> _Required action_
The lines from the start of the listing through the line containing "const EVENT_BUFFER: usize = 64;" should be printed exactly, and no other lines should be printed.

________________________

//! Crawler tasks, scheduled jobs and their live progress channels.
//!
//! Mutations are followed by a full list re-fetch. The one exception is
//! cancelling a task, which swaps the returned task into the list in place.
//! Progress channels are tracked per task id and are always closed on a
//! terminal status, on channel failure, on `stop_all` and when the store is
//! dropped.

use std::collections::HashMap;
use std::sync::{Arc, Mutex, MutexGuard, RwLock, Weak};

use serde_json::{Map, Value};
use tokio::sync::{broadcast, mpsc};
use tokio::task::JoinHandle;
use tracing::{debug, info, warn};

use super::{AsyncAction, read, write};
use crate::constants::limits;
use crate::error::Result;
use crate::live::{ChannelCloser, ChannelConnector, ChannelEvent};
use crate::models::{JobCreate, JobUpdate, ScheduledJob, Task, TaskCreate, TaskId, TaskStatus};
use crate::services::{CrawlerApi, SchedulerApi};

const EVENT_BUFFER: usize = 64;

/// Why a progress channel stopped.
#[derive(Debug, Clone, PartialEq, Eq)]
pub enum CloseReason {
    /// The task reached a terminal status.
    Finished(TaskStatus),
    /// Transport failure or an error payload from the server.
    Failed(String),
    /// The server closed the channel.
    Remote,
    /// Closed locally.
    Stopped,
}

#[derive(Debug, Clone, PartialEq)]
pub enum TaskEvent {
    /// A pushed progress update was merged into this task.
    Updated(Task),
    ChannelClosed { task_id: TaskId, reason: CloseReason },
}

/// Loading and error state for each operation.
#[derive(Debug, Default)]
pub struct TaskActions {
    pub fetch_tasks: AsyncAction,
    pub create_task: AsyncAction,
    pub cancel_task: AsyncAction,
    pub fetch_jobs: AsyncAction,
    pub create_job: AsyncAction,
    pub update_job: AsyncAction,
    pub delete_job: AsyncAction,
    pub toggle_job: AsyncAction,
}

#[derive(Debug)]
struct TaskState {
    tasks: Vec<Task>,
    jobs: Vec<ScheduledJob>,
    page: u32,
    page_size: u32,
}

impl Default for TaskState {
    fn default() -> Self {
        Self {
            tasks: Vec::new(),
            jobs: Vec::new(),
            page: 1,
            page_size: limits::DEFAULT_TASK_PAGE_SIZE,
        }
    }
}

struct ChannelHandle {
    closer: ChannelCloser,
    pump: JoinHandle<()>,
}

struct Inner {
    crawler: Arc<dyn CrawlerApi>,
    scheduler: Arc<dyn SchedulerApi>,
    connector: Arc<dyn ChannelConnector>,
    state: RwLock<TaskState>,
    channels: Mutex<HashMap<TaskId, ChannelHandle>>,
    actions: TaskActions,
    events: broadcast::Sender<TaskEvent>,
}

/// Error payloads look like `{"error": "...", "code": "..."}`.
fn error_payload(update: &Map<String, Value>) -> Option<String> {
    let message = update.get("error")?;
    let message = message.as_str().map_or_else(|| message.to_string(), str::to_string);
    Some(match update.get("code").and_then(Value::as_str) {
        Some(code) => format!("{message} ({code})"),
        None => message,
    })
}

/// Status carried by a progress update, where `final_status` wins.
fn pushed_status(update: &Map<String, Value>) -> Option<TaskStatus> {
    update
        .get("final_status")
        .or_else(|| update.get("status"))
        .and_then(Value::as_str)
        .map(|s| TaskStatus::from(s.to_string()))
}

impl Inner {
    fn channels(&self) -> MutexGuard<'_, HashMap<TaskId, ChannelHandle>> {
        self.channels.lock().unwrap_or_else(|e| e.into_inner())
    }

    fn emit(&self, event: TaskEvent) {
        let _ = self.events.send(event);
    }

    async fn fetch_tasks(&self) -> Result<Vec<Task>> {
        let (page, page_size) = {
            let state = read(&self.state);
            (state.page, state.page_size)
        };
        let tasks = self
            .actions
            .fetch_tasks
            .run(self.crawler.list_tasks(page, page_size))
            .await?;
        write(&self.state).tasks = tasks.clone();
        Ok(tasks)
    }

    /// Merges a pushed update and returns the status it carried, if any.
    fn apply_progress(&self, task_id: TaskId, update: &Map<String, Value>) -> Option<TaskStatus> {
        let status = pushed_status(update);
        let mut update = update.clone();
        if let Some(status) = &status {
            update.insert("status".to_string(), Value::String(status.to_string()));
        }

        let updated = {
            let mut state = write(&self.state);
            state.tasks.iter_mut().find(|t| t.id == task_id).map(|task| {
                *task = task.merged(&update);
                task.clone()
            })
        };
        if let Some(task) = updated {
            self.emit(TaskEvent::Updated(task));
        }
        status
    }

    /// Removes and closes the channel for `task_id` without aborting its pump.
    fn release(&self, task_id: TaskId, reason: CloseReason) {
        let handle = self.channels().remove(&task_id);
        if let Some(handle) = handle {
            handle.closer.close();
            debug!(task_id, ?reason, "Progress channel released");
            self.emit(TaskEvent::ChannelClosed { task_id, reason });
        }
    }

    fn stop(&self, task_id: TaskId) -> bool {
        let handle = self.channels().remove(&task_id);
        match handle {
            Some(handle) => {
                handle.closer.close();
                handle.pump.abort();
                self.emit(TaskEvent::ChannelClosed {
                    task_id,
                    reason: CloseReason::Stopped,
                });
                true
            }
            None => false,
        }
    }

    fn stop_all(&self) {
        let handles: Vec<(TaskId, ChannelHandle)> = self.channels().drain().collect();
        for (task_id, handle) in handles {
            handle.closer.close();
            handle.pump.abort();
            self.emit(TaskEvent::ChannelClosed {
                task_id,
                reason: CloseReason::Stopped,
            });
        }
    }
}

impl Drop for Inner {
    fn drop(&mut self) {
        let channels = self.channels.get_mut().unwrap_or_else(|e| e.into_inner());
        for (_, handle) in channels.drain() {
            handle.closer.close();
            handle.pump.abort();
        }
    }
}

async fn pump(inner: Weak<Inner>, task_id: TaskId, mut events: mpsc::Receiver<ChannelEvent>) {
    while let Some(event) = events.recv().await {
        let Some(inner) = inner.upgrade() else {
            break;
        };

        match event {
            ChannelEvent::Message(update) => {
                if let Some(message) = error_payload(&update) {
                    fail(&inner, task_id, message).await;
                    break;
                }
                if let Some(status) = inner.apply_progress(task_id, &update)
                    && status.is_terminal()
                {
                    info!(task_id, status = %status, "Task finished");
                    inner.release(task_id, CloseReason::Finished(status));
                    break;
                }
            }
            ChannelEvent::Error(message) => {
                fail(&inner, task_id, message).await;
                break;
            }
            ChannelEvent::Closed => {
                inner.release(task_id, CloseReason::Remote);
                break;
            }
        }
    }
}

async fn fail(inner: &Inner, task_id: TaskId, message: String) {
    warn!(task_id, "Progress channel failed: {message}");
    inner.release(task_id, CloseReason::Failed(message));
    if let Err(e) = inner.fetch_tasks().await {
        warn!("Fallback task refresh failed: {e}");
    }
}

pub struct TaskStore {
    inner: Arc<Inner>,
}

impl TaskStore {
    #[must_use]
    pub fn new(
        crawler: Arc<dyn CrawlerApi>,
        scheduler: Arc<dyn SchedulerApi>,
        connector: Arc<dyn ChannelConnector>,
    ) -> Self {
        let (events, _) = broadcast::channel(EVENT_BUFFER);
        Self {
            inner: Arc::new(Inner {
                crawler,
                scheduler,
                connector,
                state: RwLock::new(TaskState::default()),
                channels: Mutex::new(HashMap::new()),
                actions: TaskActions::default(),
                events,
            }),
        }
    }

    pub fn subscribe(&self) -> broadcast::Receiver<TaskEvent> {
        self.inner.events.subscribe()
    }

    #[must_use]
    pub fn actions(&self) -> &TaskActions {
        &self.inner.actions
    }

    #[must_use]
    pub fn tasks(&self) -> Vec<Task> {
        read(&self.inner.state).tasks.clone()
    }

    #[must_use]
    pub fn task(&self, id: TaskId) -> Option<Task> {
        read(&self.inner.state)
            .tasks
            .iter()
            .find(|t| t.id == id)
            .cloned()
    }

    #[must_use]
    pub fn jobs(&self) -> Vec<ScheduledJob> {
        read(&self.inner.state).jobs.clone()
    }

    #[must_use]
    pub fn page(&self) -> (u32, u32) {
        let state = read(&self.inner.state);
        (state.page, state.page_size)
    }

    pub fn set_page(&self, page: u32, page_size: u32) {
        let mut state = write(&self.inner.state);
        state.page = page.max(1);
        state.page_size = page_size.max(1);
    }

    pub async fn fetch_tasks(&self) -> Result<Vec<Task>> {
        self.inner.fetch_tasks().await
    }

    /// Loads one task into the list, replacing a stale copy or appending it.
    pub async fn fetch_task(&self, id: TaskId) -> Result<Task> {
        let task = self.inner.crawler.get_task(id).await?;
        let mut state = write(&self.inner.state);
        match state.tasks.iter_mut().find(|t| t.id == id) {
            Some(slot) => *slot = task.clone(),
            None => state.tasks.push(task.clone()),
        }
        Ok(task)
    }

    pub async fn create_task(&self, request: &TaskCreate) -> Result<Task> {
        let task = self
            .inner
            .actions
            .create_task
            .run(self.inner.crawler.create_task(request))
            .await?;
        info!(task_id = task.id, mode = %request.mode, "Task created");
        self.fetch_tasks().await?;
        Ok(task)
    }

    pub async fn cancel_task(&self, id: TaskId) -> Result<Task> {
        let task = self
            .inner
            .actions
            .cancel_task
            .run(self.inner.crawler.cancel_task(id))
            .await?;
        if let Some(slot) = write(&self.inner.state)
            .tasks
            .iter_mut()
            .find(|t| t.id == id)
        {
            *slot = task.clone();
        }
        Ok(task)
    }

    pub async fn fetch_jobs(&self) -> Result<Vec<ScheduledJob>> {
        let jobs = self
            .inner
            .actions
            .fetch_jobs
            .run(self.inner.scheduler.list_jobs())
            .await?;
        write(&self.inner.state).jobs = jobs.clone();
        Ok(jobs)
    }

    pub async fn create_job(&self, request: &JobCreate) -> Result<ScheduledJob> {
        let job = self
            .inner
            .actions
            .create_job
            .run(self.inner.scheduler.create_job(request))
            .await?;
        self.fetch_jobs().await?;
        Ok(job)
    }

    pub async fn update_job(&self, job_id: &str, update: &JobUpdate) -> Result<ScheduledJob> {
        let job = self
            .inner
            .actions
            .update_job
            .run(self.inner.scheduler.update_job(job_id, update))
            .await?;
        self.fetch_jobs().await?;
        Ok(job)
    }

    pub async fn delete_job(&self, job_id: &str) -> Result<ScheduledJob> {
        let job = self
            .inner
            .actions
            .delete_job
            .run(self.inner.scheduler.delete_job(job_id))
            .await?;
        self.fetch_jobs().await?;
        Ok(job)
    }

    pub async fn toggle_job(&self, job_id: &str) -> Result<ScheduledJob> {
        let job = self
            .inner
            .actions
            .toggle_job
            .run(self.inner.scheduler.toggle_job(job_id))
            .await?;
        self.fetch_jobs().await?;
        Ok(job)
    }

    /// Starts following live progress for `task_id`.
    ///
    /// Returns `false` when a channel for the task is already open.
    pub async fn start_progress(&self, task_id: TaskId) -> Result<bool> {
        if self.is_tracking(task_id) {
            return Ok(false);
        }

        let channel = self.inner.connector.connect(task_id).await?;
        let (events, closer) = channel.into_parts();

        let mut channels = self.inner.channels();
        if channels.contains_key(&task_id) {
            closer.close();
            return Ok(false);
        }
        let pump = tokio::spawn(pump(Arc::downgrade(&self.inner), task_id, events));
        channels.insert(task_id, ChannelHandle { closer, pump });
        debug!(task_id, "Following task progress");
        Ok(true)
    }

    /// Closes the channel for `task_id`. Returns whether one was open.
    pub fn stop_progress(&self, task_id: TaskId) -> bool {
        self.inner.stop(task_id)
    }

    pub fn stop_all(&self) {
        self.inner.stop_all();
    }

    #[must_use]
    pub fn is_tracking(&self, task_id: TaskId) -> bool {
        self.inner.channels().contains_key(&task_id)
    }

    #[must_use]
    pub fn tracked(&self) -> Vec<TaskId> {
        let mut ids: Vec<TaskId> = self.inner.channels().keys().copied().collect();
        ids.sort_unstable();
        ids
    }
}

________________________

> _Response box_
//! Crawler tasks, scheduled jobs and their live progress channels.
//!
//! Mutations are followed by a full list re-fetch. The one exception is
//! cancelling a task, which swaps the returned task into the list in place.
//! Progress channels are tracked per task id and are always closed on a
//! terminal status, on channel failure, on `stop_all` and when the store is
//! dropped.

use std::collections::HashMap;
use std::sync::{Arc, Mutex, MutexGuard, RwLock, Weak};

use serde_json::{Map, Value};
use tokio::sync::{broadcast, mpsc};
use tokio::task::JoinHandle;
use tracing::{debug, info, warn};

use super::{AsyncAction, read, write};
use crate::constants::limits;
use crate::error::Result;
use crate::live::{ChannelCloser, ChannelConnector, ChannelEvent};
use crate::models::{JobCreate, JobUpdate, ScheduledJob, Task, TaskCreate, TaskId, TaskStatus};
use crate::services::{CrawlerApi, SchedulerApi};

const EVENT_BUFFER: usize = 64;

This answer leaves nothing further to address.